For each line of the listing that contains "both", make a copy and return it.

◇ ◇ ◇

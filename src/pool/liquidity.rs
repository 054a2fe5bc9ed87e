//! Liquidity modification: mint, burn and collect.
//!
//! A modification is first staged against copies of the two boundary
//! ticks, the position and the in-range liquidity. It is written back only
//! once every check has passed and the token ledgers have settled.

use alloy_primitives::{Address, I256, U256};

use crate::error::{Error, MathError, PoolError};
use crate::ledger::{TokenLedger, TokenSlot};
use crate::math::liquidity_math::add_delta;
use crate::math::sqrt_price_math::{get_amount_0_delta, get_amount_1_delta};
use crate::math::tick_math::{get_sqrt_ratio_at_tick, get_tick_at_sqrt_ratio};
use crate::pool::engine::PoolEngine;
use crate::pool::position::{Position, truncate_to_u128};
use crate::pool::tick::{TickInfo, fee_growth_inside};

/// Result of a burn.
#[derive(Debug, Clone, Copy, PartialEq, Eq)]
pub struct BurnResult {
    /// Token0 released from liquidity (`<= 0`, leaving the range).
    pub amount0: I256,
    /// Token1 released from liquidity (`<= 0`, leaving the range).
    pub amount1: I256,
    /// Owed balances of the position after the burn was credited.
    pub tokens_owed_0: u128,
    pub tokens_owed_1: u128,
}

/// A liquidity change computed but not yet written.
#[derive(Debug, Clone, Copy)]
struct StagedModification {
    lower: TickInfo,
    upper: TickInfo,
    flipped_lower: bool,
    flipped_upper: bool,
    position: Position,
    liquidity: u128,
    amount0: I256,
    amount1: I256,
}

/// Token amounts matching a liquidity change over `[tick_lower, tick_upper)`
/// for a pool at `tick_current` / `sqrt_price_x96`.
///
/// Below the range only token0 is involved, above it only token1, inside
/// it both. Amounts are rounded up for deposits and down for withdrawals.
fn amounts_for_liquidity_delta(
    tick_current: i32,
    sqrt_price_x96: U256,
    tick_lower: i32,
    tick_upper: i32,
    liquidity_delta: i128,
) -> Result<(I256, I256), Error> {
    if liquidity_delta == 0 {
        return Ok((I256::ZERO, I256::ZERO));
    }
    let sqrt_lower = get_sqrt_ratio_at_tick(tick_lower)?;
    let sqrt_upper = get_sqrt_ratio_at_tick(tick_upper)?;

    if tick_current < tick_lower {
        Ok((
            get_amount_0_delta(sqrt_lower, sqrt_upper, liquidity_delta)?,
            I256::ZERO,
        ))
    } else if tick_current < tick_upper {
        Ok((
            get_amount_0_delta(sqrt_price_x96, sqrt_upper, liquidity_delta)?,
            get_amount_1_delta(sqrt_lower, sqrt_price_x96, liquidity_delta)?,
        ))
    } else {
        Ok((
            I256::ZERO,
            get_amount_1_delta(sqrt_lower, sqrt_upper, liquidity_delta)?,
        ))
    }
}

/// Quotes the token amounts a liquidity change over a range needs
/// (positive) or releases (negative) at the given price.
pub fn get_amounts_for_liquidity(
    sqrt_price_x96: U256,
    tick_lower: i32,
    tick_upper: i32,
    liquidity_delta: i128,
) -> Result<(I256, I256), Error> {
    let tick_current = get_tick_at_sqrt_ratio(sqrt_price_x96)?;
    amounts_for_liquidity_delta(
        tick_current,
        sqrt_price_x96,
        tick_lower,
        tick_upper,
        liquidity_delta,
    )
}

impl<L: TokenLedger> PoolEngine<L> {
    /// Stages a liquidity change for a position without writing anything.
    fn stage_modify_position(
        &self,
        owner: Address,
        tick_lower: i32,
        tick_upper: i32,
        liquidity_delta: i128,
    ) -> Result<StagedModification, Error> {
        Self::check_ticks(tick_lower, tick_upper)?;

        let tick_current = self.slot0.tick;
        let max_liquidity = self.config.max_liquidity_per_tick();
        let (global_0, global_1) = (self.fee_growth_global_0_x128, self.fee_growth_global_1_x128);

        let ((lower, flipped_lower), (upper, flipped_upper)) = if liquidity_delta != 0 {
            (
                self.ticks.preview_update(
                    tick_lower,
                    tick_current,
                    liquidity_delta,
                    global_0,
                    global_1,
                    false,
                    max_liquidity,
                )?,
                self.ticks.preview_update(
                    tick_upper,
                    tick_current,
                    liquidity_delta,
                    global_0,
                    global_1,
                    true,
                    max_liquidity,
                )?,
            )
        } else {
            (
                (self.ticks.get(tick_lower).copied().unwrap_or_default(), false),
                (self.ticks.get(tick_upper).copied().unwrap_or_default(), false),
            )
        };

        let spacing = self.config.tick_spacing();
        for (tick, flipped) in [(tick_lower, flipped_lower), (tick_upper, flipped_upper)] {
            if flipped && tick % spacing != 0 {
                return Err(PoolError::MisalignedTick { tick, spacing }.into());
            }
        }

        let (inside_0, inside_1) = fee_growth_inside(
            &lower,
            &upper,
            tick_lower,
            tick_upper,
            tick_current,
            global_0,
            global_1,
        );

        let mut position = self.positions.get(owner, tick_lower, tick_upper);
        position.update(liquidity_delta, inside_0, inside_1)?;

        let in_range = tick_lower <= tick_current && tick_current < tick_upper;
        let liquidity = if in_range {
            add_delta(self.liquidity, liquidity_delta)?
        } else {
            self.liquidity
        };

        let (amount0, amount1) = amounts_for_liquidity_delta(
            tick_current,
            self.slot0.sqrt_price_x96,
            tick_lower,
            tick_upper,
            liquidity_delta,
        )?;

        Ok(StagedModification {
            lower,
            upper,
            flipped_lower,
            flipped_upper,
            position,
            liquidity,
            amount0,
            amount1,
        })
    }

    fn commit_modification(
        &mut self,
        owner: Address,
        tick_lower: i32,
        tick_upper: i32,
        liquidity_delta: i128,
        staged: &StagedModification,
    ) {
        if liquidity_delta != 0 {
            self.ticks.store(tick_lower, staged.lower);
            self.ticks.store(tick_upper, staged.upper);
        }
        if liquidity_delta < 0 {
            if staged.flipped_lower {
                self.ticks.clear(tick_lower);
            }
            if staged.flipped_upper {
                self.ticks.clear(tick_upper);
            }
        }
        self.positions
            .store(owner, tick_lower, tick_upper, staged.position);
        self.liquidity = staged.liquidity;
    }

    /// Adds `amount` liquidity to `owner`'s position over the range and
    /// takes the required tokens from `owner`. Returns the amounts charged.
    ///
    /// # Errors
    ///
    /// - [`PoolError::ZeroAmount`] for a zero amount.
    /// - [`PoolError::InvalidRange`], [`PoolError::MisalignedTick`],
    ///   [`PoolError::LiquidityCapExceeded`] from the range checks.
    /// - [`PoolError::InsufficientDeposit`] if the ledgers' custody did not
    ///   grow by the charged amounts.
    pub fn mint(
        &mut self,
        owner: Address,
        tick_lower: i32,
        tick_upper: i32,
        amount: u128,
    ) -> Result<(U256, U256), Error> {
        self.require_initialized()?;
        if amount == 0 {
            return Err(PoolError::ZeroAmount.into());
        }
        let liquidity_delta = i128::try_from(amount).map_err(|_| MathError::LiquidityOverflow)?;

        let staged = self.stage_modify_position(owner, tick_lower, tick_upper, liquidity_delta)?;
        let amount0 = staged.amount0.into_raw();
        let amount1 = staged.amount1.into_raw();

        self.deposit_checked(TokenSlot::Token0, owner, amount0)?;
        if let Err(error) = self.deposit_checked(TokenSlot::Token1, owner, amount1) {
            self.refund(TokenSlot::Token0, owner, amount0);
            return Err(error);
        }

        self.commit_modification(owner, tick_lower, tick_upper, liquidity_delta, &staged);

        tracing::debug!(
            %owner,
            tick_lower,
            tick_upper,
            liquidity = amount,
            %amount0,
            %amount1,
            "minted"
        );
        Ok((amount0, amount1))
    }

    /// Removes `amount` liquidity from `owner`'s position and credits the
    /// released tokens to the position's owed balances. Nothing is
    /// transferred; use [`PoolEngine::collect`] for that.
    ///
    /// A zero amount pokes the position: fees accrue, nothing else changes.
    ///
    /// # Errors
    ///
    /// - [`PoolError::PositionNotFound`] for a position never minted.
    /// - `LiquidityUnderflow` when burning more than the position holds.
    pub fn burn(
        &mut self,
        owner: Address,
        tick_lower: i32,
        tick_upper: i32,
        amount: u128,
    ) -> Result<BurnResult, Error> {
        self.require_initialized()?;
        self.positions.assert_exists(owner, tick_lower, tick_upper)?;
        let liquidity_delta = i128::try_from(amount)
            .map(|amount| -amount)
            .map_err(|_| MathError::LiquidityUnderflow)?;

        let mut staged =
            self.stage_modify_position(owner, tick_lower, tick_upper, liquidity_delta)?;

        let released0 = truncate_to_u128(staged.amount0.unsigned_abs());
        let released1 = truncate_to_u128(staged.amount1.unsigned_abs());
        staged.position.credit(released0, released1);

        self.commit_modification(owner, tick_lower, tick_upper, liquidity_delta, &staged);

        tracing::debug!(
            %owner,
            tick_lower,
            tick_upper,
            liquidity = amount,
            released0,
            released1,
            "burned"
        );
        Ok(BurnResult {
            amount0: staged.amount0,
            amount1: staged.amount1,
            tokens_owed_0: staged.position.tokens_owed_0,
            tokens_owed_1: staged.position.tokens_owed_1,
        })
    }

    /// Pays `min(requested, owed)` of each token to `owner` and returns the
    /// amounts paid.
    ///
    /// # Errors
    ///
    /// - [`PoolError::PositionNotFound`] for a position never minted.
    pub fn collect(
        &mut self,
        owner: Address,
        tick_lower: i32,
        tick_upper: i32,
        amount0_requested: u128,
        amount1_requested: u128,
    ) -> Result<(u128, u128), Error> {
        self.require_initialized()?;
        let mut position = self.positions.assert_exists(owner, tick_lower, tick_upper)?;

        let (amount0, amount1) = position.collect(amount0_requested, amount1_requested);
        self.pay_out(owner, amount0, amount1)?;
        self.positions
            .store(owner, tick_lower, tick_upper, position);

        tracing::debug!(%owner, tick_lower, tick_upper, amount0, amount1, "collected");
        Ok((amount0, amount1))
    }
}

◇ ◇ ◇

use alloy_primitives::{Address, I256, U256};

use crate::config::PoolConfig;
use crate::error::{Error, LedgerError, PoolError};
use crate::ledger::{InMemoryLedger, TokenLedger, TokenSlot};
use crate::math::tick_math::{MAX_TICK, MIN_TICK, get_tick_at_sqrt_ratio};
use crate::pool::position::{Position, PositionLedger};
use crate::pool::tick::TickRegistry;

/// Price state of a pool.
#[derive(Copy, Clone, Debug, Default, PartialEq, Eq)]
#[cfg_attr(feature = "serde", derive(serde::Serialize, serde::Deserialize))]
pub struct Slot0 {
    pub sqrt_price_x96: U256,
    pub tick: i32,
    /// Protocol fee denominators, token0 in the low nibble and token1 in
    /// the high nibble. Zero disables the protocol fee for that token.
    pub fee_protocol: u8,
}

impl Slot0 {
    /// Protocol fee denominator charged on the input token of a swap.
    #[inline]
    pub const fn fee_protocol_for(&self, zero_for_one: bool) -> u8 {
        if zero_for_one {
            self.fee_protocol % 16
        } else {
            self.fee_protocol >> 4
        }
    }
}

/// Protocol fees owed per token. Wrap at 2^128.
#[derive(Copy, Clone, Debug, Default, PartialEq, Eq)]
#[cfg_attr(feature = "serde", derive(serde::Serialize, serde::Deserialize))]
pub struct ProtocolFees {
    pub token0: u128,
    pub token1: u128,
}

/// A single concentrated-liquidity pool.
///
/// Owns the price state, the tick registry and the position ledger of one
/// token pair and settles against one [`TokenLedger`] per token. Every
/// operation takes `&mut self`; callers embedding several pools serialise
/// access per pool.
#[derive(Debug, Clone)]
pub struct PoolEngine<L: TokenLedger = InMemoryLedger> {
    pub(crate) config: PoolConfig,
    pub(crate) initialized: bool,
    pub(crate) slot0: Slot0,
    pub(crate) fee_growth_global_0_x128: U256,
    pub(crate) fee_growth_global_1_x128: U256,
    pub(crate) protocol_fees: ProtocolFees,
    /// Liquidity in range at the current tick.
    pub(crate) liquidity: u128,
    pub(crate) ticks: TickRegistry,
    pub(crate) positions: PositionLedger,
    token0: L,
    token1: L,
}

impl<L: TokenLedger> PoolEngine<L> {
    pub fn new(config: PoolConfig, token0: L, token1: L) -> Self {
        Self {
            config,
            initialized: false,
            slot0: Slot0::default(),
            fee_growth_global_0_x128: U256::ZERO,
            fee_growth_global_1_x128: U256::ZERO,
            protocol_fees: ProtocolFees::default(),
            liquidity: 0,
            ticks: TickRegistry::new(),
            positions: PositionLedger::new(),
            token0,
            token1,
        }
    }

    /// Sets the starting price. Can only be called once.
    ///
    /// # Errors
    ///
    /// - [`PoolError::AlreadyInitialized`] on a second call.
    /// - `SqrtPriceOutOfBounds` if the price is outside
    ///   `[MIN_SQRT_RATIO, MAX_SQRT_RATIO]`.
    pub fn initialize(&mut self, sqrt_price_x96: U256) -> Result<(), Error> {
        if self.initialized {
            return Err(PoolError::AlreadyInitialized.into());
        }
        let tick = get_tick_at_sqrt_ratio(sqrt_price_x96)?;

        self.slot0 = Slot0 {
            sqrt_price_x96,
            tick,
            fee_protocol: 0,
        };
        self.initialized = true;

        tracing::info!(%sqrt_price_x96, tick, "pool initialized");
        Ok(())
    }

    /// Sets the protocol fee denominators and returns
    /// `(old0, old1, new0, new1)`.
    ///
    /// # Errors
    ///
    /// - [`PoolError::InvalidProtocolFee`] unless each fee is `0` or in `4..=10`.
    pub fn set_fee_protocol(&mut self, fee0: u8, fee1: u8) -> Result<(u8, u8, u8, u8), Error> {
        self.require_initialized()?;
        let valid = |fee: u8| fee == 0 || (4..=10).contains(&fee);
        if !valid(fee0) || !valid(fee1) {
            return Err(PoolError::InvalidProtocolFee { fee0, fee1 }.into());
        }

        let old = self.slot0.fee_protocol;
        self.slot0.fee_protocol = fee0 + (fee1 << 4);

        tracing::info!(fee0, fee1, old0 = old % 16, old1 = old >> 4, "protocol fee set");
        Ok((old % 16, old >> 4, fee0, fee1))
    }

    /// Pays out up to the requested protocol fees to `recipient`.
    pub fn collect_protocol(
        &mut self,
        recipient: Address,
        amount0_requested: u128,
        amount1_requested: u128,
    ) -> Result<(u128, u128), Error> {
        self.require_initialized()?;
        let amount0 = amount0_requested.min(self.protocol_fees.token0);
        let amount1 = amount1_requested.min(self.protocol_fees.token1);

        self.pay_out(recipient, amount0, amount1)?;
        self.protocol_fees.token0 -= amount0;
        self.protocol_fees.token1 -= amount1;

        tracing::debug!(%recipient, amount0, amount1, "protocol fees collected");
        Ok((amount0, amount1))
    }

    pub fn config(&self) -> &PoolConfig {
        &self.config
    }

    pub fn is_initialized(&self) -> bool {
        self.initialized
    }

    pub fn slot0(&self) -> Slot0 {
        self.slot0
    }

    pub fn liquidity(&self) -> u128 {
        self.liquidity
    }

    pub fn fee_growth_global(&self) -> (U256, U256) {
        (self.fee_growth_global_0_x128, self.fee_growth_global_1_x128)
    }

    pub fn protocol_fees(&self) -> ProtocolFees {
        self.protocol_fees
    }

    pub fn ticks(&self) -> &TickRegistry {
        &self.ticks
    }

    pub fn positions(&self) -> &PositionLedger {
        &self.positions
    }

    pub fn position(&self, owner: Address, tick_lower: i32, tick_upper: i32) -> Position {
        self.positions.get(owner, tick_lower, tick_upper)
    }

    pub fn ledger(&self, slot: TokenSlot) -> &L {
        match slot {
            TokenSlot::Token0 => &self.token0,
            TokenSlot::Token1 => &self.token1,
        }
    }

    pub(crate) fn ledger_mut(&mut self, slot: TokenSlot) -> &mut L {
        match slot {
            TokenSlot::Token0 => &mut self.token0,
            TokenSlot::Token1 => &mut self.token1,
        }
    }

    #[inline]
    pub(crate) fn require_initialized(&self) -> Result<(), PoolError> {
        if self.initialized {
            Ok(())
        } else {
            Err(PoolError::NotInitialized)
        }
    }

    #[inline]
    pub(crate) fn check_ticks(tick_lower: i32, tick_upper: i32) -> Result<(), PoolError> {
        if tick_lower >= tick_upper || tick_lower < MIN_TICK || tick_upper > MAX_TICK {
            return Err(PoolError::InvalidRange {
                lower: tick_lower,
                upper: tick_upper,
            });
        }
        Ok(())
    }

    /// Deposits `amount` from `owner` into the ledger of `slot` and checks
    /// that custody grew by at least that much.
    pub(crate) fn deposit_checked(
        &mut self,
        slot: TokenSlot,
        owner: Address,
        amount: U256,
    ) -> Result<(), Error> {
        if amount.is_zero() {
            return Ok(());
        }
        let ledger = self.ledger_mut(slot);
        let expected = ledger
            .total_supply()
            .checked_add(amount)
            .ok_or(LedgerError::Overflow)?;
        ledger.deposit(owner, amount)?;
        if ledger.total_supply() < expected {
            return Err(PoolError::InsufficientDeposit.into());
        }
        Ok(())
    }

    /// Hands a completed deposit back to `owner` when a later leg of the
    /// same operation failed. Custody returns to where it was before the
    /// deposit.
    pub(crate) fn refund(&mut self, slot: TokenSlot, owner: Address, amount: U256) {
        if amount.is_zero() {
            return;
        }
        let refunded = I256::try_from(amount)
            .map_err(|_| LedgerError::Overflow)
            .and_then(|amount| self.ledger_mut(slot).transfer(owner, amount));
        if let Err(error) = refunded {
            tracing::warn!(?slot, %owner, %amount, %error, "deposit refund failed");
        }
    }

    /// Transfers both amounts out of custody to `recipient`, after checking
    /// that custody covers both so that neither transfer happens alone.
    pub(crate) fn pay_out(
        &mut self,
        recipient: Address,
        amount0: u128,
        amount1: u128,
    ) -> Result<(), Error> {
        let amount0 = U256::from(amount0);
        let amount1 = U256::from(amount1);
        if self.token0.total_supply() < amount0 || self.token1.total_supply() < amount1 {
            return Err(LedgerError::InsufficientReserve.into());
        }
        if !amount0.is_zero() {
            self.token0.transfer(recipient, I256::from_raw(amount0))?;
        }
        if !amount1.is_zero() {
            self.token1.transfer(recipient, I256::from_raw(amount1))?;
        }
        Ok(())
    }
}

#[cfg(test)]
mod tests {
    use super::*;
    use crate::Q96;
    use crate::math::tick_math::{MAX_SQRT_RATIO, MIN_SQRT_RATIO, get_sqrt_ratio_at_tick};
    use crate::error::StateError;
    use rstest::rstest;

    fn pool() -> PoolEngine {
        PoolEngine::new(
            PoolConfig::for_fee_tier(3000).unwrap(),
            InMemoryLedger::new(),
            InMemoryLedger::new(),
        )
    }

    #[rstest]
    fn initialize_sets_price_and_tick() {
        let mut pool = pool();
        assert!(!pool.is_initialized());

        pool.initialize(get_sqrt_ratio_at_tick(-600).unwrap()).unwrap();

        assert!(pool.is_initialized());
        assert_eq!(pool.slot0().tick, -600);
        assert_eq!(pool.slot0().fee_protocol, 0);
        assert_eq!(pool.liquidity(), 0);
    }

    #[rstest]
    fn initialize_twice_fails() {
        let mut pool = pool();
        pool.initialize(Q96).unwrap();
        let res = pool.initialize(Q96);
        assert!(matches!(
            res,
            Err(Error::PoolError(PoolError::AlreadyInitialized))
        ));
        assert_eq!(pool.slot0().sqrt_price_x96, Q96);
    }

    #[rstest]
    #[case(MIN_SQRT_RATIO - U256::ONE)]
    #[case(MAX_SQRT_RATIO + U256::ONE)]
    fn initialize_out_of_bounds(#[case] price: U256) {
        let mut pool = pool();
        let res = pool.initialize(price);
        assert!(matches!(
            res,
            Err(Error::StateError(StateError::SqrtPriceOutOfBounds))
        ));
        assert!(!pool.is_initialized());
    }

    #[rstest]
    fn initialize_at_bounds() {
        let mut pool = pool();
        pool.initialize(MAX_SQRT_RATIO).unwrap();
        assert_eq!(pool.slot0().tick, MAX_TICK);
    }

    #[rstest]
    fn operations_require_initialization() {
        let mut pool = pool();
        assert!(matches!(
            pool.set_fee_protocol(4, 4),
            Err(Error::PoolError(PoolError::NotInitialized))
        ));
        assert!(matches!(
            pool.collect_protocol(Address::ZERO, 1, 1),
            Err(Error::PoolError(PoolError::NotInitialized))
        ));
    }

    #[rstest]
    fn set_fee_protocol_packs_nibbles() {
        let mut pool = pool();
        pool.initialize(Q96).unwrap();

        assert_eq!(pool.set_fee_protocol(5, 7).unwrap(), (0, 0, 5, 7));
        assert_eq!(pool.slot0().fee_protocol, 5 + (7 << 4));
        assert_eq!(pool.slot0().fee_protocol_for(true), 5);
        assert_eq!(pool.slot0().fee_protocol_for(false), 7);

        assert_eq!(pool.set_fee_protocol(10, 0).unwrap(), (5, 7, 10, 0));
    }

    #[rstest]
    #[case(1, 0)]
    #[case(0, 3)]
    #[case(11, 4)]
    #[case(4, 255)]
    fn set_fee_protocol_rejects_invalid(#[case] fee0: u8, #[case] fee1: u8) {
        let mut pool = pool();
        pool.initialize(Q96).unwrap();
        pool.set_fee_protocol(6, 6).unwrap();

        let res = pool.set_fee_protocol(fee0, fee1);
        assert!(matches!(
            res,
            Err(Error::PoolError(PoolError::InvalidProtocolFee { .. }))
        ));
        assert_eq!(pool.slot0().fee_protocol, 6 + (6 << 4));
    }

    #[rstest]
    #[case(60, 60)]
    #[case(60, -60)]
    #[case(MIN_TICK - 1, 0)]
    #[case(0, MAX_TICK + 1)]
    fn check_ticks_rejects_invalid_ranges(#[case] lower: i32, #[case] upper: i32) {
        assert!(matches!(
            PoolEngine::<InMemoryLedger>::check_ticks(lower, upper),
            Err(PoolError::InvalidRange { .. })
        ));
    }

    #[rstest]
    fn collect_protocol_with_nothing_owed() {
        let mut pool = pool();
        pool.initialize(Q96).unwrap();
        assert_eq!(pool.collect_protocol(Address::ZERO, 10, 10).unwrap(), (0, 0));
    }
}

◇ ◇ ◇

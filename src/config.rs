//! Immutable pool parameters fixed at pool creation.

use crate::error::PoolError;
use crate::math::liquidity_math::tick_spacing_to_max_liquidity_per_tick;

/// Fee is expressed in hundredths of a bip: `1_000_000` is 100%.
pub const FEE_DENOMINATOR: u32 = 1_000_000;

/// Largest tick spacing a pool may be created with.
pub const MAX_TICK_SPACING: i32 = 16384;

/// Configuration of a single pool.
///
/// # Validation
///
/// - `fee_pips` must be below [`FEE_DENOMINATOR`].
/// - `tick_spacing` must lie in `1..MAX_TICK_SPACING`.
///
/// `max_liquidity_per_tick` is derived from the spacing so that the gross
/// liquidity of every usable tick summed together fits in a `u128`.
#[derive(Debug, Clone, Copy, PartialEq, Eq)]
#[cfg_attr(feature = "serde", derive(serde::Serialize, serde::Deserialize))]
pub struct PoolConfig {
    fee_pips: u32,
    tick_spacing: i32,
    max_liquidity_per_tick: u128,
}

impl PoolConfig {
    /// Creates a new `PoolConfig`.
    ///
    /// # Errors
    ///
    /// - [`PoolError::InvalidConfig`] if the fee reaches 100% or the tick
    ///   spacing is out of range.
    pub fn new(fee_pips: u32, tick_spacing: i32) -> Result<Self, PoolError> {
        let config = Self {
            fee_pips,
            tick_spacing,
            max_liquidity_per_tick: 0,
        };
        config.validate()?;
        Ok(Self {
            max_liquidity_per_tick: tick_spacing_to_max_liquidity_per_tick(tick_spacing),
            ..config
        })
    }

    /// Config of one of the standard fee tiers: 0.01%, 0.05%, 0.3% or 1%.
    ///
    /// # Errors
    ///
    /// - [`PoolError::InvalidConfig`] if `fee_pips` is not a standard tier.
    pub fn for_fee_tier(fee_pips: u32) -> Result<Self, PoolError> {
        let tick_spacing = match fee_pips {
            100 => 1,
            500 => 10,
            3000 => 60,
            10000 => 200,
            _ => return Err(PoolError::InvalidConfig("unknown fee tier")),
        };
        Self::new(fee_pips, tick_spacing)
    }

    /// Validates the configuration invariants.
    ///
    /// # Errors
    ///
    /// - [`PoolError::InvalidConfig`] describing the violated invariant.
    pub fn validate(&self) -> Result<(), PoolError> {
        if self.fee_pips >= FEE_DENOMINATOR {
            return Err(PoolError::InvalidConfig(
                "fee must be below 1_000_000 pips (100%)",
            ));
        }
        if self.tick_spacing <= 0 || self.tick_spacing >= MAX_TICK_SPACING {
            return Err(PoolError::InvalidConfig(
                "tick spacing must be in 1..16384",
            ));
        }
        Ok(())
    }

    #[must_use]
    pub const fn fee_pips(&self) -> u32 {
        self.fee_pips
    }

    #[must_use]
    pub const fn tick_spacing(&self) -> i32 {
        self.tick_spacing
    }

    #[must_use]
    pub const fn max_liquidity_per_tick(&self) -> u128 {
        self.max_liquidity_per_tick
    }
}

◇ ◇ ◇

> Result below:
/// it both. Amounts are rounded up for deposits and down for withdrawals.
    /// Transfers both amounts out of custody to `recipient`, after checking
    /// that custody covers both so that neither transfer happens alone.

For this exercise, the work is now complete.